But how can they, when their supposed role models behave like lower animals who cannot distinguish between good and bad?
How will we ever expect the children of Africa to learn about nationalism and Pan-Africanism when these concepts remain only sweet-sounding words, and preserves of intellectual debate? How would they grow into a climate where they would hoist the flag of a United Africa with pride, when all they grow to know is that my group is better than that group, and in order for me to live, I must exterminate that group? And not together we can live and conquer the world to create a harmonious existence?
African leaders are failing us; the AU is failing us; we are all failing Africa. Africa is failing its children. In the end, Africa is failing her own products — humanity.

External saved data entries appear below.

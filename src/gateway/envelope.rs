//! HTTP request envelopes and their presence checks.
//!
//! Bodies are checked for shape only (required fields present, JSON types
//! right). Whether a price or side makes sense is the order engine's call.

use serde::Deserialize;

use crate::backend::proto::{
    CancelOrderRequest, GetOrderBookRequest, ModifyOrderRequest, SubmitOrderRequest,
    SubscribeTradesRequest,
};
use crate::error::GatewayError;

/// Collects the names of absent required fields.
#[derive(Default)]
struct Required {
    missing: Vec<&'static str>,
}

impl Required {
    fn field<T>(&mut self, name: &'static str, value: Option<T>) -> Option<T> {
        if value.is_none() {
            self.missing.push(name);
        }
        value
    }

    fn check(self) -> Result<(), GatewayError> {
        if self.missing.is_empty() {
            Ok(())
        } else {
            Err(GatewayError::InvalidRequest(format!(
                "missing required field(s): {}",
                self.missing.join(", ")
            )))
        }
    }
}

/// A path segment is forwarded exactly as received; only a blank one is refused.
fn path_identifier(name: &str, value: &str) -> Result<String, GatewayError> {
    if value.trim().is_empty() {
        return Err(GatewayError::InvalidRequest(format!("{} is required in the path", name)));
    }
    Ok(value.to_string())
}

/// Body of `POST /v1/orders`.
#[derive(Debug, Clone, Default, Deserialize)]
#[serde(rename_all = "camelCase")]
pub struct SubmitOrderBody {
    pub symbol: Option<String>,
    pub side: Option<String>,
    #[serde(rename = "type", alias = "orderType")]
    pub order_type: Option<String>,
    pub price: Option<f64>,
    pub quantity: Option<i32>,
    #[serde(alias = "client_id")]
    pub client_id: Option<String>,
}

impl SubmitOrderBody {
    pub fn into_request(self) -> Result<SubmitOrderRequest, GatewayError> {
        let mut required = Required::default();
        let symbol = required.field("symbol", self.symbol);
        let side = required.field("side", self.side);
        let price = required.field("price", self.price);
        let quantity = required.field("quantity", self.quantity);
        let client_id = required.field("clientId", self.client_id);
        required.check()?;

        Ok(SubmitOrderRequest {
            symbol: symbol.unwrap_or_default(),
            side: side.unwrap_or_default(),
            order_type: self.order_type.unwrap_or_default(),
            price: price.unwrap_or_default(),
            quantity: quantity.unwrap_or_default(),
            client_id: client_id.unwrap_or_default(),
        })
    }
}

/// Body of `POST /v1/orders/{orderId}:cancel`.
#[derive(Debug, Clone, Default, Deserialize)]
#[serde(rename_all = "camelCase")]
pub struct CancelOrderBody {
    /// Accepted for compatibility; the path id always wins.
    #[serde(alias = "order_id")]
    pub order_id: Option<String>,
    #[serde(alias = "client_id")]
    pub client_id: Option<String>,
}

impl CancelOrderBody {
    pub fn into_request(self, path_order_id: &str) -> Result<CancelOrderRequest, GatewayError> {
        let order_id = path_identifier("orderId", path_order_id)?;

        let mut required = Required::default();
        let client_id = required.field("clientId", self.client_id);
        required.check()?;

        warn_if_overridden(self.order_id.as_deref(), &order_id);

        Ok(CancelOrderRequest {
            order_id,
            client_id: client_id.unwrap_or_default(),
        })
    }
}

/// Body of `PATCH /v1/orders/{orderId}`.
#[derive(Debug, Clone, Default, Deserialize)]
#[serde(rename_all = "camelCase")]
pub struct ModifyOrderBody {
    /// Accepted for compatibility; the path id always wins.
    #[serde(alias = "order_id")]
    pub order_id: Option<String>,
    #[serde(alias = "new_price")]
    pub new_price: Option<f64>,
    #[serde(alias = "new_quantity")]
    pub new_quantity: Option<i32>,
    #[serde(alias = "client_id")]
    pub client_id: Option<String>,
}

impl ModifyOrderBody {
    pub fn into_request(self, path_order_id: &str) -> Result<ModifyOrderRequest, GatewayError> {
        let order_id = path_identifier("orderId", path_order_id)?;

        let mut required = Required::default();
        let new_price = required.field("newPrice", self.new_price);
        let new_quantity = required.field("newQuantity", self.new_quantity);
        let client_id = required.field("clientId", self.client_id);
        required.check()?;

        warn_if_overridden(self.order_id.as_deref(), &order_id);

        Ok(ModifyOrderRequest {
            order_id,
            new_price: new_price.unwrap_or_default(),
            new_quantity: new_quantity.unwrap_or_default(),
            client_id: client_id.unwrap_or_default(),
        })
    }
}

fn warn_if_overridden(body_order_id: Option<&str>, path_order_id: &str) {
    if let Some(body_id) = body_order_id {
        if body_id != path_order_id {
            tracing::debug!(
                path_order_id = %path_order_id,
                body_order_id = %body_id,
                "Body orderId differs from path; using path"
            );
        }
    }
}

pub fn order_book_request(symbol: &str) -> Result<GetOrderBookRequest, GatewayError> {
    Ok(GetOrderBookRequest {
        symbol: path_identifier("symbol", symbol)?,
    })
}

pub fn subscribe_request(symbol: &str) -> Result<SubscribeTradesRequest, GatewayError> {
    Ok(SubscribeTradesRequest {
        symbol: path_identifier("symbol", symbol)?,
    })
}
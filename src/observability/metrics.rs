//! Metrics collection and exposition.
//!
//! # Responsibilities
//! - Define gateway metrics per operation (attempts, outcomes, latency)
//! - Register them on an injected recorder at startup
//! - Expose Prometheus-compatible metrics endpoint
//!
//! # Metrics
//! - `order_gateway_<op>_requests_total` (counter): attempts that reached dispatch
//! - `order_gateway_submit_order_{accepted,rejected}_total` (counter): submit outcomes
//! - `order_gateway_{cancel,modify}_order_errors_total` (counter): non-success status
//! - `order_gateway_<op>_backend_failures_total` (counter): transport failures and timeouts
//! - `order_gateway_<op>_duration_seconds` (histogram): backend call latency
//! - `order_gateway_trade_subscriptions_active` (gauge): open trade streams
//!
//! # Design Decisions
//! - Handles are registered once and cloned into the gateway (atomic updates)
//! - Transport failures never touch outcome counters
//! - Histogram buckets tuned for sub-second RPC latencies

use std::net::SocketAddr;
use std::time::{Duration, Instant};

use axum::{routing::get, Router};
use metrics::{
    Counter, Gauge, Histogram, Key, KeyName, Level, Metadata, Recorder, SharedString, Unit,
};
use metrics_exporter_prometheus::{
    BuildError, Matcher, PrometheusBuilder, PrometheusHandle, PrometheusRecorder,
};
use tokio::net::TcpListener;
use tokio::sync::broadcast;

use crate::gateway::outcome::Outcome;

/// Latency buckets in seconds.
pub const LATENCY_BUCKETS: [f64; 13] = [
    0.0005, 0.001, 0.0025, 0.005, 0.01, 0.025, 0.05, 0.1, 0.25, 0.5, 1.0, 2.5, 5.0,
];

const UPKEEP_INTERVAL: Duration = Duration::from_secs(5);

/// The synchronous operations the gateway instruments.
#[derive(Debug, Clone, Copy, PartialEq, Eq)]
pub enum Operation {
    SubmitOrder,
    GetOrderBook,
    CancelOrder,
    ModifyOrder,
}

impl Operation {
    pub fn as_str(&self) -> &'static str {
        match self {
            Operation::SubmitOrder => "submit_order",
            Operation::GetOrderBook => "get_orderbook",
            Operation::CancelOrder => "cancel_order",
            Operation::ModifyOrder => "modify_order",
        }
    }
}

impl std::fmt::Display for Operation {
    fn fmt(&self, f: &mut std::fmt::Formatter<'_>) -> std::fmt::Result {
        f.write_str(self.as_str())
    }
}

/// Registers described metrics on one recorder.
struct Registrar<'a> {
    recorder: &'a dyn Recorder,
    metadata: Metadata<'static>,
}

impl<'a> Registrar<'a> {
    fn new(recorder: &'a dyn Recorder) -> Self {
        Self {
            recorder,
            metadata: Metadata::new(module_path!(), Level::INFO, Some(module_path!())),
        }
    }

    fn counter(&self, name: &'static str, description: &'static str) -> Counter {
        self.recorder.describe_counter(
            KeyName::from_const_str(name),
            Some(Unit::Count),
            SharedString::const_str(description),
        );
        self.recorder
            .register_counter(&Key::from_static_name(name), &self.metadata)
    }

    fn gauge(&self, name: &'static str, description: &'static str) -> Gauge {
        self.recorder.describe_gauge(
            KeyName::from_const_str(name),
            Some(Unit::Count),
            SharedString::const_str(description),
        );
        self.recorder
            .register_gauge(&Key::from_static_name(name), &self.metadata)
    }

    fn histogram(&self, name: &'static str, description: &'static str) -> Histogram {
        self.recorder.describe_histogram(
            KeyName::from_const_str(name),
            Some(Unit::Seconds),
            SharedString::const_str(description),
        );
        self.recorder
            .register_histogram(&Key::from_static_name(name), &self.metadata)
    }
}

/// Counters and latency histogram for one operation kind.
///
/// Counters that do not exist for an operation are `None` (the order book
/// query has no attempt or outcome counters).
#[derive(Clone)]
pub struct OperationMetrics {
    operation: Operation,
    requests: Option<Counter>,
    accepted: Option<Counter>,
    rejected: Option<Counter>,
    backend_failures: Counter,
    duration: Histogram,
}

impl OperationMetrics {
    pub fn operation(&self) -> Operation {
        self.operation
    }

    /// Count an attempt. Called once the input passed shape validation.
    pub fn record_attempt(&self) {
        if let Some(counter) = &self.requests {
            counter.increment(1);
        }
    }

    /// Count the classified outcome of a completed call.
    pub fn record_outcome(&self, outcome: Outcome) {
        let counter = match outcome {
            Outcome::Accepted => &self.accepted,
            Outcome::Rejected => &self.rejected,
        };
        if let Some(counter) = counter {
            counter.increment(1);
        }
    }

    /// Count a call that never produced a backend response.
    pub fn record_backend_failure(&self) {
        self.backend_failures.increment(1);
    }

    /// Start a latency sample for one dispatch.
    pub fn start_timer(&self) -> LatencyTimer {
        LatencyTimer::start(self.duration.clone())
    }
}

/// Metrics for the trade subscription stream.
#[derive(Clone)]
pub struct StreamMetrics {
    active: Gauge,
    updates: Counter,
}

impl StreamMetrics {
    /// Mark a subscription open until the returned guard is dropped.
    pub fn track(&self) -> SubscriptionGuard {
        self.active.increment(1.0);
        SubscriptionGuard {
            active: self.active.clone(),
        }
    }

    pub fn record_update(&self) {
        self.updates.increment(1);
    }
}

/// Decrements the active subscription gauge on drop.
pub struct SubscriptionGuard {
    active: Gauge,
}

impl Drop for SubscriptionGuard {
    fn drop(&mut self) {
        self.active.decrement(1.0);
    }
}

/// All gateway instrumentation, created once and shared by every request.
#[derive(Clone)]
pub struct GatewayMetrics {
    pub submit_order: OperationMetrics,
    pub get_order_book: OperationMetrics,
    pub cancel_order: OperationMetrics,
    pub modify_order: OperationMetrics,
    pub trade_stream: StreamMetrics,
}

impl GatewayMetrics {
    /// Register every gateway metric on `recorder`.
    pub fn register(recorder: &dyn Recorder) -> Self {
        let r = Registrar::new(recorder);

        let submit_order = OperationMetrics {
            operation: Operation::SubmitOrder,
            requests: Some(r.counter(
                "order_gateway_submit_order_requests_total",
                "Submit requests dispatched to the order engine",
            )),
            accepted: Some(r.counter(
                "order_gateway_submit_order_accepted_total",
                "Submits answered with ACCEPTED",
            )),
            rejected: Some(r.counter(
                "order_gateway_submit_order_rejected_total",
                "Submits answered with any other status",
            )),
            backend_failures: r.counter(
                "order_gateway_submit_order_backend_failures_total",
                "Submits that failed at the transport level",
            ),
            duration: r.histogram(
                "order_gateway_submit_order_duration_seconds",
                "SubmitOrder call latency",
            ),
        };

        let get_order_book = OperationMetrics {
            operation: Operation::GetOrderBook,
            requests: None,
            accepted: None,
            rejected: None,
            backend_failures: r.counter(
                "order_gateway_get_orderbook_backend_failures_total",
                "Order book queries that failed at the transport level",
            ),
            duration: r.histogram(
                "order_gateway_get_orderbook_duration_seconds",
                "GetOrderBook call latency",
            ),
        };

        let cancel_order = OperationMetrics {
            operation: Operation::CancelOrder,
            requests: Some(r.counter(
                "order_gateway_cancel_order_requests_total",
                "Cancel requests dispatched to the order engine",
            )),
            accepted: None,
            rejected: Some(r.counter(
                "order_gateway_cancel_order_errors_total",
                "Cancels answered with a status other than CANCELLED",
            )),
            backend_failures: r.counter(
                "order_gateway_cancel_order_backend_failures_total",
                "Cancels that failed at the transport level",
            ),
            duration: r.histogram(
                "order_gateway_cancel_order_duration_seconds",
                "CancelOrder call latency",
            ),
        };

        let modify_order = OperationMetrics {
            operation: Operation::ModifyOrder,
            requests: Some(r.counter(
                "order_gateway_modify_order_requests_total",
                "Modify requests dispatched to the order engine",
            )),
            accepted: None,
            rejected: Some(r.counter(
                "order_gateway_modify_order_errors_total",
                "Modifies answered with a status other than MODIFIED",
            )),
            backend_failures: r.counter(
                "order_gateway_modify_order_backend_failures_total",
                "Modifies that failed at the transport level",
            ),
            duration: r.histogram(
                "order_gateway_modify_order_duration_seconds",
                "ModifyOrder call latency",
            ),
        };

        let trade_stream = StreamMetrics {
            active: r.gauge(
                "order_gateway_trade_subscriptions_active",
                "Open trade stream subscriptions",
            ),
            updates: r.counter(
                "order_gateway_trade_updates_total",
                "Trade updates forwarded to subscribers",
            ),
        };

        Self {
            submit_order,
            get_order_book,
            cancel_order,
            modify_order,
            trade_stream,
        }
    }

    /// Metrics that go nowhere, for when the endpoint is disabled.
    pub fn noop() -> Self {
        Self::register(&metrics::NoopRecorder)
    }
}

/// One latency sample, recorded exactly once.
///
/// The sample is closed by `stop()` or, on any other exit path, by drop.
pub struct LatencyTimer {
    histogram: Option<Histogram>,
    start: Instant,
}

impl LatencyTimer {
    pub fn start(histogram: Histogram) -> Self {
        Self {
            histogram: Some(histogram),
            start: Instant::now(),
        }
    }

    /// Close the sample and return the measured duration.
    pub fn stop(mut self) -> Duration {
        self.finish()
    }

    fn finish(&mut self) -> Duration {
        let elapsed = self.start.elapsed();
        if let Some(histogram) = self.histogram.take() {
            histogram.record(elapsed.as_secs_f64());
        }
        elapsed
    }
}

impl Drop for LatencyTimer {
    fn drop(&mut self) {
        self.finish();
    }
}

/// Prometheus recorder and its render handle.
pub struct PrometheusExporter {
    recorder: PrometheusRecorder,
    handle: PrometheusHandle,
}

impl PrometheusExporter {
    pub fn build() -> Result<Self, BuildError> {
        let recorder = PrometheusBuilder::new()
            .set_buckets_for_metric(
                Matcher::Suffix("_duration_seconds".to_string()),
                &LATENCY_BUCKETS,
            )?
            .build_recorder();
        let handle = recorder.handle();
        Ok(Self { recorder, handle })
    }

    pub fn recorder(&self) -> &PrometheusRecorder {
        &self.recorder
    }

    pub fn handle(&self) -> PrometheusHandle {
        self.handle.clone()
    }
}

/// Serve `GET /metrics` until shutdown is signalled.
pub async fn serve(
    addr: SocketAddr,
    handle: PrometheusHandle,
    mut shutdown: broadcast::Receiver<()>,
) -> std::io::Result<()> {
    let listener = TcpListener::bind(addr).await?;
    tracing::info!(address = %listener.local_addr()?, "Metrics endpoint listening");

    let upkeep_handle = handle.clone();
    let upkeep = tokio::spawn(async move {
        let mut ticker = tokio::time::interval(UPKEEP_INTERVAL);
        loop {
            ticker.tick().await;
            upkeep_handle.run_upkeep();
        }
    });

    let app = Router::new().route(
        "/metrics",
        get(move || {
            let handle = handle.clone();
            async move { handle.render() }
        }),
    );

    let result = axum::serve(listener, app)
        .with_graceful_shutdown(async move {
            let _ = shutdown.recv().await;
        })
        .await;

    upkeep.abort();
    tracing::info!("Metrics endpoint stopped");
    result
}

We need a sensible leadership sensitive to the needs of Africa. Unfortunately, the current African leadership is shortsighted. It is a leadership that sees as far as their stomachs. It is a leadership that has friends in faraway lands, friends that make it possible for it to be comfortable, even if it takes the whole country to suffer. It is a leadership in whom nationalism and pan Africanism are alien words.
Indeed, in this leadership, there is no hope for pan Africanism. It is in our everyday that we see their disarticulated actions towards the continent that they are a captured leadership. Captured by colonialism and liberalism to keep our economic development hostage.
If we are to forge ahead as a people we need to focus on what is happening around us, to arrest a situation that can turn disastrous. We need to concentrate on our self-love. We need to harness leadership that will love Africa and her people. We urgently need true representatives of Pan Africanism — body, mind and soul.
Pan Africanism remains our salvation, only if we can nurture brave, selfless and Africa-focused leaders. With such leaders, we can act quickly to end crises in Biafra, Mozambique, the Horn, Alexandra and other parts. We can save ourselves from ourselves, from our stupidity, from our hatred. From declaring war against ourselves!
It is only Pan Africanism that remains logical for Africa’s renewal. It is Pan Africanism that is supreme for the continent to be reborn. It is Pan Africanism that will make Africans to make sense, to themselves and to the world!
And through Pan Africanism, we can always remember Africa. And we MUST REMEMBER Africa! For it is through Pan Africanism that we can see liberation. Finally…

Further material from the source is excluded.